Lost Idol: Leila Janah

This post originally appeared on LinkedIn Pulse on January 29, 2020.

One of the people I admired most in this world passed away recently: Leila Janah, 37, a social enterprise legend-in-the-making. If you didn’t know about her, you need to know.

Leila Janah was best known as the Founder and CEO of Samasource, a social enterprise that has created thousands of jobs for primarily low-income professionals in East Africa by training them in the skills to serve as a digital workforce for some of the biggest companies in the world. In my mind, Samasource is one of the biggest success stories we have in social enterprise – sitting on the leading edge of what a truly impact-driven, for-profit company could look like.

She was also the founder of Samaschool, which provides the training developed out of Samasource for low-income freelancers worldwide, and more recently LXMI, a luxury skin care brand that employs women from poor communities in the Nile Valley as the engine of its supply chain.

Basically, she was a force of nature – showing not once but multiple times that this social enterprise thing really works (sorry, Anand Giridharadas).

That markets can be harnessed to benefit and uplift poor communities rather than just extracting value from them and transferring it straight to the top.

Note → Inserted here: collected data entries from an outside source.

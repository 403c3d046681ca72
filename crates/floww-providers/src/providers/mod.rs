//! One submodule per [`floww_postgres::types::ProviderKind`], each
//! implementing [`crate::adapter::Adapter`].

pub mod builtin;
pub mod discord;
pub mod github;
pub mod gitlab;
pub mod google_calendar;
pub mod jira;
pub mod kvstore;
pub mod slack;

use serde_json::Value;

/// Returns whether a trigger's filter at `key` matches `actual`.
///
/// A filter is "no filter" (always matches) if the key is absent from
/// `input` or its value is `null`. Otherwise the filter value must equal
/// `actual` exactly. This is the shared semantics behind every provider's
/// per-field matching rules in the adapter table.
pub(crate) fn filter_matches(input: &Value, key: &str, actual: &Value) -> bool {
    match input.get(key) {
        None | Some(Value::Null) => true,
        Some(expected) => expected == actual,
    }
}

/// Returns whether a boolean flag in `input` is set, defaulting to `false`.
pub(crate) fn flag_enabled(input: &Value, key: &str) -> bool {
    input.get(key).and_then(Value::as_bool).unwrap_or(false)
}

In fact, she was just proving it again through the announcement that Samasource had closed its Series A round at $14.8M, a resounding affirmation that this model was working and has significant potential to scale.

But now she’s gone.

Though we worked in the same field and lived in the same region, I only got to see Leila in person once, when she was the keynote speaker at the Global Social Venture Competition in 2018. There were several things that stood out from that talk, but oddly what I remember the most was her beginning by saying she had lost this same competition years ago when she was just starting out.

“What I always tell entrepreneurs,” she said, “is that ‘failure is a temporary state. It is not a permanent condition.’” She had come a hell of a long way since then.

But now she’s gone.

Though I do believe that death, like failure, is a temporary state. There is no life without death and there is nothing at all except this eternal transition from one state to another.

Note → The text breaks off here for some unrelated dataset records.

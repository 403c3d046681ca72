//! Symmetric encryption key handling.

use chacha20poly1305::Key;
use rand::RngCore;
use rand::rngs::OsRng;

use super::error::{CryptoError, CryptoResult};

/// Length in bytes of an [`EncryptionKey`].
pub const KEY_SIZE: usize = 32;

/// A 256-bit symmetric key used for XChaCha20-Poly1305 encryption.
///
/// Holds raw key bytes; never logged or serialized via `Debug`/`Display`.
#[derive(Clone)]
pub struct EncryptionKey([u8; KEY_SIZE]);

impl EncryptionKey {
    /// Generates a new random key using the OS RNG.
    pub fn generate() -> Self {
        let mut bytes = [0u8; KEY_SIZE];
        OsRng.fill_bytes(&mut bytes);
        Self(bytes)
    }

    /// Builds a key from raw bytes, failing if the length is wrong.
    pub fn from_bytes(bytes: &[u8]) -> CryptoResult<Self> {
        if bytes.len() != KEY_SIZE {
            return Err(CryptoError::InvalidKeyLength);
        }
        let mut key = [0u8; KEY_SIZE];
        key.copy_from_slice(bytes);
        Ok(Self(key))
    }

    /// Builds a key from a hex-encoded string (as loaded from configuration).
    pub fn from_hex(hex_str: &str) -> CryptoResult<Self> {
        let bytes = hex::decode(hex_str).map_err(|_| CryptoError::InvalidKeyLength)?;
        Self::from_bytes(&bytes)
    }

    /// Returns the key as a `chacha20poly1305` key reference.
    pub fn as_bytes(&self) -> &Key {
        Key::from_slice(&self.0)
    }
}

impl std::fmt::Debug for EncryptionKey {
    fn fmt(&self, f: &mut std::fmt::Formatter<'_>) -> std::fmt::Result {
        f.debug_struct("EncryptionKey").field("bytes", &"<redacted>").finish()
    }
}

#[cfg(test)]
mod tests {
    use super::*;

    #[test]
    fn generate_produces_distinct_keys() {
        let a = EncryptionKey::generate();
        let b = EncryptionKey::generate();
        assert_ne!(a.as_bytes(), b.as_bytes());
    }

    #[test]
    fn from_bytes_rejects_wrong_length() {
        let result = EncryptionKey::from_bytes(&[0u8; 16]);
        assert!(matches!(result, Err(CryptoError::InvalidKeyLength)));
    }

    #[test]
    fn hex_roundtrip() {
        let key = EncryptionKey::generate();
        let hex_str = hex::encode(key.as_bytes());
        let decoded = EncryptionKey::from_hex(&hex_str).unwrap();
        assert_eq!(key.as_bytes(), decoded.as_bytes());
    }
}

Even so, it is very hard to shake the feeling that she is gone too soon. Maybe that’s just how we inevitably feel about all of the people we love and admire, but I feel it particularly because of our dire need in this moment for a thousand, a million Leilas to bend this global capitalist system away from total catastrophe.

I am left wondering what I am really doing to try and live up to her example. That sometimes corrosive feeling of "you're not trying hard enough" has re-emerged, as it often does when someone else's greatness is senselessly cut short, and now I want to snatch it up and nurture it for as long as I can.

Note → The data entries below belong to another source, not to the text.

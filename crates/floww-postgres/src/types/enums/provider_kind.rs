//! Provider type enumeration.

use diesel_derive_enum::DbEnum;
#[cfg(feature = "schema")]
use schemars::JsonSchema;
use serde::{Deserialize, Serialize};
use strum::{Display, EnumIter, EnumString};

/// The external system a [`Provider`](crate::model::Provider) integrates with.
///
/// `Builtin` and `Kvstore` have no setup steps and may be auto-created with
/// empty config; every other variant must be created explicitly before a
/// trigger can reference it.
#[derive(Debug, Clone, Copy, Eq, PartialEq, Hash)]
#[cfg_attr(feature = "schema", derive(JsonSchema))]
#[derive(Serialize, Deserialize, DbEnum, Display, EnumIter, EnumString)]
#[ExistingTypePath = "crate::schema::sql_types::ProviderKind"]
pub enum ProviderKind {
    #[db_rename = "gitlab"]
    #[serde(rename = "gitlab")]
    Gitlab,

    #[db_rename = "slack"]
    #[serde(rename = "slack")]
    Slack,

    #[db_rename = "discord"]
    #[serde(rename = "discord")]
    Discord,

    #[db_rename = "github"]
    #[serde(rename = "github")]
    Github,

    #[db_rename = "jira"]
    #[serde(rename = "jira")]
    Jira,

    #[db_rename = "google_calendar"]
    #[serde(rename = "google_calendar")]
    GoogleCalendar,

    #[db_rename = "builtin"]
    #[serde(rename = "builtin")]
    Builtin,

    #[db_rename = "kvstore"]
    #[serde(rename = "kvstore")]
    Kvstore,
}

impl ProviderKind {
    /// Returns whether this provider type has no setup steps and may be
    /// auto-created with empty config.
    #[inline]
    pub fn has_no_setup_steps(self) -> bool {
        matches!(self, ProviderKind::Builtin | ProviderKind::Kvstore)
    }

    /// Returns whether this provider type delivers events via webhook
    /// (as opposed to polling, like `google_calendar`).
    #[inline]
    pub fn is_webhook_driven(self) -> bool {
        !matches!(self, ProviderKind::GoogleCalendar)
    }
}

#[cfg(test)]
mod tests {
    use super::*;

    #[test]
    fn builtin_and_kvstore_have_no_setup_steps() {
        assert!(ProviderKind::Builtin.has_no_setup_steps());
        assert!(ProviderKind::Kvstore.has_no_setup_steps());
        assert!(!ProviderKind::Gitlab.has_no_setup_steps());
    }
}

Because I am also deeply grateful that her legacy—and the legacy of everyone who helped build and now carry the Sama family of organizations forward—is one that shows that this shit is working. We can have a different economy, if we want it.

Probably her most recognizable quote, which is also at the center of the message behind her book, Give Work, is, “talent is equally distributed, but opportunity is not.”

That idea gets right to the core of why I do the work that I do. I believe that unleashing opportunity, the type that drives meaningful, dignified, and financially sustainable work, is the way I can be most helpful in this world. I am passionate about giving and reforming philanthropy and I invest a lot of my spare time in that effort, but the reason most of my days are committed to supporting social entrepreneurs is because we cannot just give; we cannot just redistribute; we must create something new.

And we must be more like Leila.

Rest in peace and we will see you again in the next economy.